Valuation & Technical Picture
Based on ~421 million shares and a share price of US$24.70, AngloGold trades at a market cap of $10.4 billion and an enterprise value of ~$11.5 billion. This leaves it trading at a significant discount to Newcrest Mining (OTCPK:NCMGF) despite a similar production profile, but it’s important to note that the two companies could not be less similar from a margin standpoint, with Newcrest guiding for all-in sustaining costs of ~$1,000/oz with a $3.45/lb copper price assumption in FY2023, while AngloGold is guiding for all-in sustaining costs of $1,425/oz in 2023. This places AngloGold well ahead of its peer group from a cost standpoint, and it also has less than 20% of production coming from Tier-1 jurisdictions (Newcrest: ~60%).
This inferior margin profile and jurisdictional profile help explain AngloGold’s discount from a valuation standpoint relative to peers, not to mention that Newmont has paid what I would argue is a rich price for Newcrest in its recent transaction even if there are some clear synergies.

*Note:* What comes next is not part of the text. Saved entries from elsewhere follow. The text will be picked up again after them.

//! Retrying caller - the single retry/timeout abstraction
//!
//! Every external backend call goes through [`call`]. This is the only
//! place in the codebase permitted to retry: callers above it must not
//! re-wrap retries, so policy and classification logic exist exactly once
//! and are testable independently of any specific backend.

use std::future::Future;
use std::time::Instant;

use rand::Rng;

use crate::application::ports::outbound::BackendError;
use crate::domain::value_objects::{BackendErrorKind, RetryPolicy};

/// Successful call outcome plus the attempts it consumed
#[derive(Debug)]
pub struct Attempted<T> {
    pub value: T,
    pub attempts: u32,
}

/// Terminal failure after classification and (possibly) retries
#[derive(Debug, Clone, thiserror::Error)]
#[error("{kind} failure after {attempts} attempt(s): {last_error}")]
pub struct RetryFailure {
    pub kind: BackendErrorKind,
    pub attempts: u32,
    pub last_error: BackendError,
}

/// Execute `operation` under `policy`
///
/// Each attempt runs under the policy's per-attempt timeout; an elapsed
/// timeout is classified as [`BackendError::Timeout`]. Retryable failures
/// back off exponentially (`base * multiplier^attempt`, jittered) up to
/// `max_attempts`; non-retryable failures return after a single attempt.
/// One structured log event is emitted per attempt.
pub async fn call<T, F, Fut>(
    label: &str,
    policy: &RetryPolicy,
    mut operation: F,
) -> Result<Attempted<T>, RetryFailure>
where
    F: FnMut() -> Fut,
    Fut: Future<Output = Result<T, BackendError>>,
{
    let mut attempt: u32 = 0;
    loop {
        attempt += 1;
        let started = Instant::now();
        let outcome = match tokio::time::timeout(policy.attempt_timeout, operation()).await {
            Ok(result) => result,
            Err(_) => Err(BackendError::Timeout),
        };
        let latency_ms = started.elapsed().as_millis() as u64;

        match outcome {
            Ok(value) => {
                tracing::debug!(
                    call = label,
                    attempt,
                    latency_ms,
                    outcome = "success",
                    "backend call succeeded"
                );
                return Ok(Attempted { value, attempts: attempt });
            }
            Err(error) => {
                let kind = error.kind();
                let will_retry = policy.is_retryable(kind) && attempt < policy.max_attempts;
                tracing::warn!(
                    call = label,
                    attempt,
                    latency_ms,
                    outcome = %kind,
                    error = %error,
                    will_retry,
                    "backend call failed"
                );

                if !will_retry {
                    return Err(RetryFailure {
                        kind,
                        attempts: attempt,
                        last_error: error,
                    });
                }

                tokio::time::sleep(policy.backoff_for(attempt) + jitter(policy)).await;
            }
        }
    }
}

fn jitter(policy: &RetryPolicy) -> std::time::Duration {
    let max_ms = policy.max_jitter.as_millis() as u64;
    if max_ms == 0 {
        return std::time::Duration::ZERO;
    }
    std::time::Duration::from_millis(rand::thread_rng().gen_range(0..=max_ms))
}

#[cfg(test)]
mod tests {
    use super::*;
    use std::sync::atomic::{AtomicUsize, Ordering};
    use std::sync::Arc;
    use std::time::Duration;

    fn fast_policy(max_attempts: u32) -> RetryPolicy {
        RetryPolicy {
            max_attempts,
            base_backoff: Duration::from_millis(1),
            backoff_multiplier: 2.0,
            max_jitter: Duration::ZERO,
            attempt_timeout: Duration::from_millis(20),
            retryable: vec![
                BackendErrorKind::Timeout,
                BackendErrorKind::Connection,
                BackendErrorKind::RateLimited,
            ],
        }
    }

    #[tokio::test]
    async fn test_permanent_timeout_exhausts_max_attempts() {
        let calls = Arc::new(AtomicUsize::new(0));
        let counter = calls.clone();

        let result = call::<String, _, _>("test", &fast_policy(3), move || {
            let counter = counter.clone();
            async move {
                counter.fetch_add(1, Ordering::SeqCst);
                Err(BackendError::Timeout)
            }
        })
        .await;

        let failure = result.unwrap_err();
        assert_eq!(failure.attempts, 3);
        assert_eq!(failure.kind, BackendErrorKind::Timeout);
        assert_eq!(calls.load(Ordering::SeqCst), 3);
    }

    #[tokio::test]
    async fn test_non_retryable_error_returns_after_one_attempt() {
        let calls = Arc::new(AtomicUsize::new(0));
        let counter = calls.clone();

        let result = call::<String, _, _>("test", &fast_policy(5), move || {
            let counter = counter.clone();
            async move {
                counter.fetch_add(1, Ordering::SeqCst);
                Err(BackendError::Auth("bad key".to_string()))
            }
        })
        .await;

        let failure = result.unwrap_err();
        assert_eq!(failure.attempts, 1);
        assert_eq!(failure.kind, BackendErrorKind::Auth);
        assert_eq!(calls.load(Ordering::SeqCst), 1);
    }

    #[tokio::test]
    async fn test_validation_error_is_not_retried() {
        let result = call::<String, _, _>("test", &fast_policy(5), || async {
            Err(BackendError::Validation("bad payload".to_string()))
        })
        .await;

        assert_eq!(result.unwrap_err().attempts, 1);
    }

    #[tokio::test]
    async fn test_succeeds_after_transient_failures() {
        let calls = Arc::new(AtomicUsize::new(0));
        let counter = calls.clone();

        let result = call("test", &fast_policy(5), move || {
            let counter = counter.clone();
            async move {
                let n = counter.fetch_add(1, Ordering::SeqCst);
                if n < 2 {
                    Err(BackendError::RateLimited)
                } else {
                    Ok("done".to_string())
                }
            }
        })
        .await;

        let done = result.unwrap();
        assert_eq!(done.value, "done");
        assert_eq!(done.attempts, 3);
    }

    #[tokio::test]
    async fn test_slow_operation_is_classified_as_timeout() {
        let result = call::<&str, _, _>("test", &fast_policy(2), || async {
            tokio::time::sleep(Duration::from_millis(200)).await;
            Ok("too late")
        })
        .await;

        let failure = result.unwrap_err();
        assert_eq!(failure.kind, BackendErrorKind::Timeout);
        assert_eq!(failure.attempts, 2);
    }
}
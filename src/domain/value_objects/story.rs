//! Story drafts and scene chunks
//!
//! A `StoryDraft` is the immutable output of the text backend; a rejected
//! draft is discarded, never edited. `SceneChunk`s are derived from an
//! accepted draft and live for a single pipeline run.

use std::time::Duration;

use serde::{Deserialize, Serialize};

/// Generated story text plus generation metadata
#[derive(Debug, Clone, PartialEq, Eq)]
pub struct StoryDraft {
    pub text: String,
    pub word_count: usize,
    /// Wall-clock time spent in the text backend, retries included
    pub latency: Duration,
    /// Backend attempts consumed producing this draft
    pub attempts: u32,
}

impl StoryDraft {
    pub fn new(text: String, latency: Duration, attempts: u32) -> Self {
        let word_count = text.split_whitespace().count();
        Self {
            text,
            word_count,
            latency,
            attempts,
        }
    }
}

/// A contiguous group of story paragraphs assigned to one visual scene
#[derive(Debug, Clone, PartialEq, Eq, Serialize, Deserialize)]
pub struct SceneChunk {
    /// 0-based scene index
    pub index: usize,
    /// Paragraphs in original story order
    pub paragraphs: Vec<String>,
    /// Truncated summary used for image prompts and placeholder overlays
    pub caption: String,
}

impl SceneChunk {
    /// The chunk's full text, paragraphs rejoined with blank lines
    pub fn text(&self) -> String {
        self.paragraphs.join("\n\n")
    }
}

In fact, AngloGold has historically traded at just ~5.7x cash flow, one of the lowest cash flow multiples among the million-ounce producer peer group. Based on what I believe to be a fair multiple of 6.3x cash flow (15% premium to 10-year average) to account for its increasing exposure to Tier-1 jurisdictions later this decade, an improving cost profile and its proposed joint venture to create a larger and lower-cost asset (Iduapriem/Tarkwa) and FY2023 cash flow per share estimates, I see a fair value for the stock of US$22.70.
Even if we assign an additional $1.2 billion in value to assets that could be divested (Gramalote) and its Nevada portfolio or $2.85 per share, this still translates to a fair value of just US$25.55 per share, only marginally above where the stock is trading currently. Hence, despite AngloGold’s recent pullback from its highs, the stock still looks close to fully valued relative to its historical multiples. And while a rising tide will lift all boats as it did AngloGold last month, the gold price’s upside momentum has dissipated and sentiment on miners was in nosebleed territory (semi-exuberant) as of early May (shown above), suggesting it’s hard to rule out further downside for the stock.

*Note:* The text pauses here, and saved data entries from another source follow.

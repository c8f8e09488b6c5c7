//! Generation request model and validation
//!
//! A `GenerationRequest` is immutable once accepted: the request surface
//! validates shape and bounds before the pipeline runs, so every component
//! downstream can rely on the bounds documented here.

use serde::{Deserialize, Serialize};

/// Bounds enforced by [`GenerationRequest::validate`]
pub const MIN_SCENES: u8 = 1;
pub const MAX_SCENES: u8 = 8;
pub const MIN_TARGET_LENGTH: u32 = 50;
pub const MAX_TARGET_LENGTH: u32 = 2000;
pub const MAX_PROMPT_CHARS: usize = 2000;

/// Visual/narrative theme for a story experience
///
/// A closed set: each variant carries its own narrative direction for the
/// text backend, a style suffix for image prompts and a gradient palette
/// for placeholder images. Unknown theme strings are rejected at the
/// request surface during deserialization.
#[derive(Debug, Clone, Copy, PartialEq, Eq, Hash, Serialize, Deserialize)]
#[serde(rename_all = "snake_case")]
pub enum Theme {
    Bedtime,
    Adventure,
    Ocean,
    Forest,
    Space,
}

impl Theme {
    pub fn as_str(&self) -> &'static str {
        match self {
            Self::Bedtime => "bedtime",
            Self::Adventure => "adventure",
            Self::Ocean => "ocean",
            Self::Forest => "forest",
            Self::Space => "space",
        }
    }

    /// Narrative direction included in the text-backend prompt
    pub fn narrative_direction(&self) -> &'static str {
        match self {
            Self::Bedtime => "a gentle, soothing tone that winds down toward sleep",
            Self::Adventure => "a warm, curious journey with a safe and happy ending",
            Self::Ocean => "a calm seaside world of waves, tides and friendly sea creatures",
            Self::Forest => "a quiet woodland world of soft moss, old trees and small animals",
            Self::Space => "a dreamy night-sky voyage among kind stars and slow-drifting planets",
        }
    }

    /// Style suffix appended to every image prompt for this theme
    pub fn image_style(&self) -> &'static str {
        match self {
            Self::Bedtime => "soft watercolor illustration, warm lantern light, muted pastels",
            Self::Adventure => "storybook illustration, golden hour light, gentle colors",
            Self::Ocean => "storybook illustration, turquoise water, soft evening light",
            Self::Forest => "storybook illustration, mossy greens, dappled light",
            Self::Space => "storybook illustration, deep indigo sky, soft starlight",
        }
    }

    /// Gradient stops used for deterministic placeholder images
    pub fn palette(&self) -> (&'static str, &'static str) {
        match self {
            Self::Bedtime => ("#3b2f5c", "#8a7ab8"),
            Self::Adventure => ("#b35c2e", "#e8b04a"),
            Self::Ocean => ("#1b4965", "#62b6cb"),
            Self::Forest => ("#2d4a2a", "#7fa65a"),
            Self::Space => ("#151b3d", "#5a5f9e"),
        }
    }
}

impl std::fmt::Display for Theme {
    fn fmt(&self, f: &mut std::fmt::Formatter<'_>) -> std::fmt::Result {
        write!(f, "{}", self.as_str())
    }
}

/// Policy variant selecting the active guardrail rule set
#[derive(Debug, Clone, Copy, PartialEq, Eq, Hash, Serialize, Deserialize)]
#[serde(rename_all = "snake_case")]
pub enum GuardrailMode {
    /// Child-safety rules for bedtime content
    BedtimeSafety,
    /// Brand-tone enforcement for marketing-facing content
    BrandCompliance,
}

impl Default for GuardrailMode {
    fn default() -> Self {
        Self::BedtimeSafety
    }
}

/// Optional listener profile merged into the story prompt
///
/// Every non-empty field is deterministically included in the prompt sent
/// to the text backend, so omission is observable in tests.
#[derive(Debug, Clone, Default, PartialEq, Eq, Serialize, Deserialize)]
pub struct StoryProfile {
    #[serde(default)]
    pub mood: Option<String>,
    #[serde(default)]
    pub routine: Option<String>,
    #[serde(default)]
    pub favorite_characters: Vec<String>,
    #[serde(default)]
    pub calming_elements: Vec<String>,
}

/// A validated request for one story experience
#[derive(Debug, Clone, PartialEq, Eq, Serialize, Deserialize)]
pub struct GenerationRequest {
    pub prompt: String,
    pub theme: Theme,
    /// Word-count target for the generated story
    pub target_length: u32,
    /// Number of visual scenes to produce (1-8)
    pub num_scenes: u8,
    /// Narration voice identifier, passed through to the audio backend
    pub voice: String,
    #[serde(default)]
    pub profile: StoryProfile,
    #[serde(default)]
    pub guardrail_mode: GuardrailMode,
}

impl GenerationRequest {
    /// Validate request bounds before any external call is made
    pub fn validate(&self) -> Result<(), RequestValidationError> {
        let prompt = self.prompt.trim();
        if prompt.is_empty() {
            return Err(RequestValidationError::EmptyPrompt);
        }
        if prompt.chars().count() > MAX_PROMPT_CHARS {
            return Err(RequestValidationError::PromptTooLong {
                len: prompt.chars().count(),
                max: MAX_PROMPT_CHARS,
            });
        }
        if !(MIN_SCENES..=MAX_SCENES).contains(&self.num_scenes) {
            return Err(RequestValidationError::SceneCountOutOfRange {
                got: self.num_scenes,
            });
        }
        if !(MIN_TARGET_LENGTH..=MAX_TARGET_LENGTH).contains(&self.target_length) {
            return Err(RequestValidationError::TargetLengthOutOfRange {
                got: self.target_length,
            });
        }
        Ok(())
    }
}

/// Rejection reasons for malformed or out-of-bounds requests
#[derive(Debug, Clone, PartialEq, Eq, thiserror::Error)]
pub enum RequestValidationError {
    #[error("prompt must not be empty")]
    EmptyPrompt,
    #[error("prompt is {len} characters, maximum is {max}")]
    PromptTooLong { len: usize, max: usize },
    #[error("num_scenes must be between {MIN_SCENES} and {MAX_SCENES}, got {got}")]
    SceneCountOutOfRange { got: u8 },
    #[error(
        "target_length must be between {MIN_TARGET_LENGTH} and {MAX_TARGET_LENGTH} words, got {got}"
    )]
    TargetLengthOutOfRange { got: u32 },
}

#[cfg(test)]
mod tests {
    use super::*;

    fn valid_request() -> GenerationRequest {
        GenerationRequest {
            prompt: "A sleepy fox under lantern light".to_string(),
            theme: Theme::Bedtime,
            target_length: 200,
            num_scenes: 2,
            voice: "aurora".to_string(),
            profile: StoryProfile::default(),
            guardrail_mode: GuardrailMode::BedtimeSafety,
        }
    }

    #[test]
    fn test_valid_request_passes() {
        assert!(valid_request().validate().is_ok());
    }

    #[test]
    fn test_empty_prompt_rejected() {
        let mut request = valid_request();
        request.prompt = "   ".to_string();
        assert_eq!(
            request.validate(),
            Err(RequestValidationError::EmptyPrompt)
        );
    }

    #[test]
    fn test_scene_count_bounds() {
        let mut request = valid_request();
        request.num_scenes = 0;
        assert!(matches!(
            request.validate(),
            Err(RequestValidationError::SceneCountOutOfRange { got: 0 })
        ));

        request.num_scenes = 9;
        assert!(matches!(
            request.validate(),
            Err(RequestValidationError::SceneCountOutOfRange { got: 9 })
        ));

        request.num_scenes = 8;
        assert!(request.validate().is_ok());
    }

    #[test]
    fn test_target_length_bounds() {
        let mut request = valid_request();
        request.target_length = 10;
        assert!(matches!(
            request.validate(),
            Err(RequestValidationError::TargetLengthOutOfRange { got: 10 })
        ));

        request.target_length = 5000;
        assert!(request.validate().is_err());
    }

    #[test]
    fn test_theme_serde_round_trip() {
        let json = serde_json::to_string(&Theme::Ocean).unwrap();
        assert_eq!(json, "\"ocean\"");
        let theme: Theme = serde_json::from_str("\"space\"").unwrap();
        assert_eq!(theme, Theme::Space);
        assert!(serde_json::from_str::<Theme>("\"dungeon\"").is_err());
    }
}
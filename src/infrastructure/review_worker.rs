//! Background worker draining the review channel
//!
//! The moderation/review collaborator is external; this worker is the
//! handoff point. Events are serialized and emitted on a dedicated log
//! target that the review tooling tails. The pipeline never waits on it.

use tokio::sync::mpsc::UnboundedReceiver;

use crate::application::services::ReviewEvent;

/// Run the review worker until the channel closes
///
/// This should be spawned as a background task
pub async fn review_worker(mut rx: UnboundedReceiver<ReviewEvent>) {
    tracing::info!("Starting review worker");
    while let Some(event) = rx.recv().await {
        match serde_json::to_string(&event) {
            Ok(payload) => {
                tracing::info!(target: "storyloom::review", %payload, "queued for human review");
            }
            Err(error) => {
                tracing::error!(error = %error, "failed to serialize review event");
            }
        }
    }
    tracing::info!("Review worker shutting down");
}
//! Asset store adapter - remote uploads with a local media-dir fallback
//!
//! Implements both storage ports: binary asset uploads and the experience
//! JSON handoff. When no store URL is configured, every upload reports
//! `NotConfigured` and callers use the local fallback path; a failed local
//! write is logged and the path returned anyway, keeping the fallback
//! contract infallible.

use std::path::{Path, PathBuf};

use async_trait::async_trait;
use reqwest::Client;
use serde::Deserialize;

use crate::application::ports::outbound::{
    AssetStoreError, AssetStorePort, ExperienceStoreError, ExperienceStorePort,
};
use crate::domain::value_objects::StoryExperience;

/// HTTP asset store client plus local media directory
pub struct HttpAssetStore {
    client: Client,
    base_url: Option<String>,
    media_dir: PathBuf,
}

impl HttpAssetStore {
    pub fn new(base_url: Option<String>, media_dir: &str) -> Self {
        Self {
            client: Client::new(),
            base_url: base_url.map(|url| url.trim_end_matches('/').to_string()),
            media_dir: PathBuf::from(media_dir),
        }
    }

    fn local_path(&self, name: &str) -> PathBuf {
        self.media_dir.join(name)
    }
}

#[derive(Debug, Deserialize)]
struct UploadResponse {
    url: String,
}

#[async_trait]
impl AssetStorePort for HttpAssetStore {
    async fn upload(
        &self,
        bytes: &[u8],
        content_type: &str,
        name: &str,
    ) -> Result<String, AssetStoreError> {
        let base_url = self
            .base_url
            .as_deref()
            .ok_or(AssetStoreError::NotConfigured)?;

        let response = self
            .client
            .post(format!("{base_url}/assets"))
            .query(&[("name", name)])
            .header("content-type", content_type)
            .body(bytes.to_vec())
            .send()
            .await
            .map_err(|e| AssetStoreError::Upload(e.to_string()))?;

        if !response.status().is_success() {
            let status = response.status();
            let body = response.text().await.unwrap_or_default();
            return Err(AssetStoreError::Rejected(format!("{status}: {body}")));
        }

        let upload: UploadResponse = response
            .json()
            .await
            .map_err(|e| AssetStoreError::Upload(e.to_string()))?;
        Ok(upload.url)
    }

    async fn store_local(&self, bytes: &[u8], name: &str) -> String {
        let path = self.local_path(name);
        if let Err(error) = write_media_file(&path, bytes).await {
            tracing::warn!(
                path = %path.display(),
                error = %error,
                "failed to write local media file"
            );
        }
        format!("file://{}", path.display())
    }
}

async fn write_media_file(path: &Path, bytes: &[u8]) -> std::io::Result<()> {
    if let Some(parent) = path.parent() {
        tokio::fs::create_dir_all(parent).await?;
    }
    tokio::fs::write(path, bytes).await
}

#[async_trait]
impl ExperienceStorePort for HttpAssetStore {
    async fn save(&self, experience: &StoryExperience) -> Result<(), ExperienceStoreError> {
        let base_url = self
            .base_url
            .as_deref()
            .ok_or(ExperienceStoreError::NotConfigured)?;

        let response = self
            .client
            .post(format!("{base_url}/experiences"))
            .json(experience)
            .send()
            .await
            .map_err(|e| ExperienceStoreError::Store(e.to_string()))?;

        if !response.status().is_success() {
            let status = response.status();
            let body = response.text().await.unwrap_or_default();
            return Err(ExperienceStoreError::Store(format!("{status}: {body}")));
        }

        Ok(())
    }
}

Finally, if we look at the technical picture, AngloGold is trading in the upper portion of its support/resistance range, with a new resistance level at US$26.75, and no strong support until US$16.55. This doesn’t mean that the stock has to drop back below US$17.00 and revisit support, but from a reward/risk standpoint, AngloGold’s setup remains unattractive with a reward/risk ratio of 0.25 to 1.0. Hence, if we were to see a rebound in the stock back above US$26.20 before July, I would view this as an opportunity to book some profits.
Summary
AngloGold’s Q1 results were mediocre with one of the highest-cost profiles sector-wide and relatively flat output, plus continued free cash outflows. The good news is that progress continues to be made across the portfolio, with a low-cost production hub set to start up by 2026 in Nevada, ongoing work on its Full Asset Potential program to reduce costs, and Obuasi’s costs set to improve as it ramps up towards ~350,000 ounces by year-end 2024. This should help AngloGold maintain its large production profile at more respectable costs and help it return to a consistent free cash flow generator even at conservative gold prices.
That said, the stock isn’t cheap here at US$24.70 and there are multiple open gaps below the current price, so I continue to see far more attractive bets elsewhere in the sector.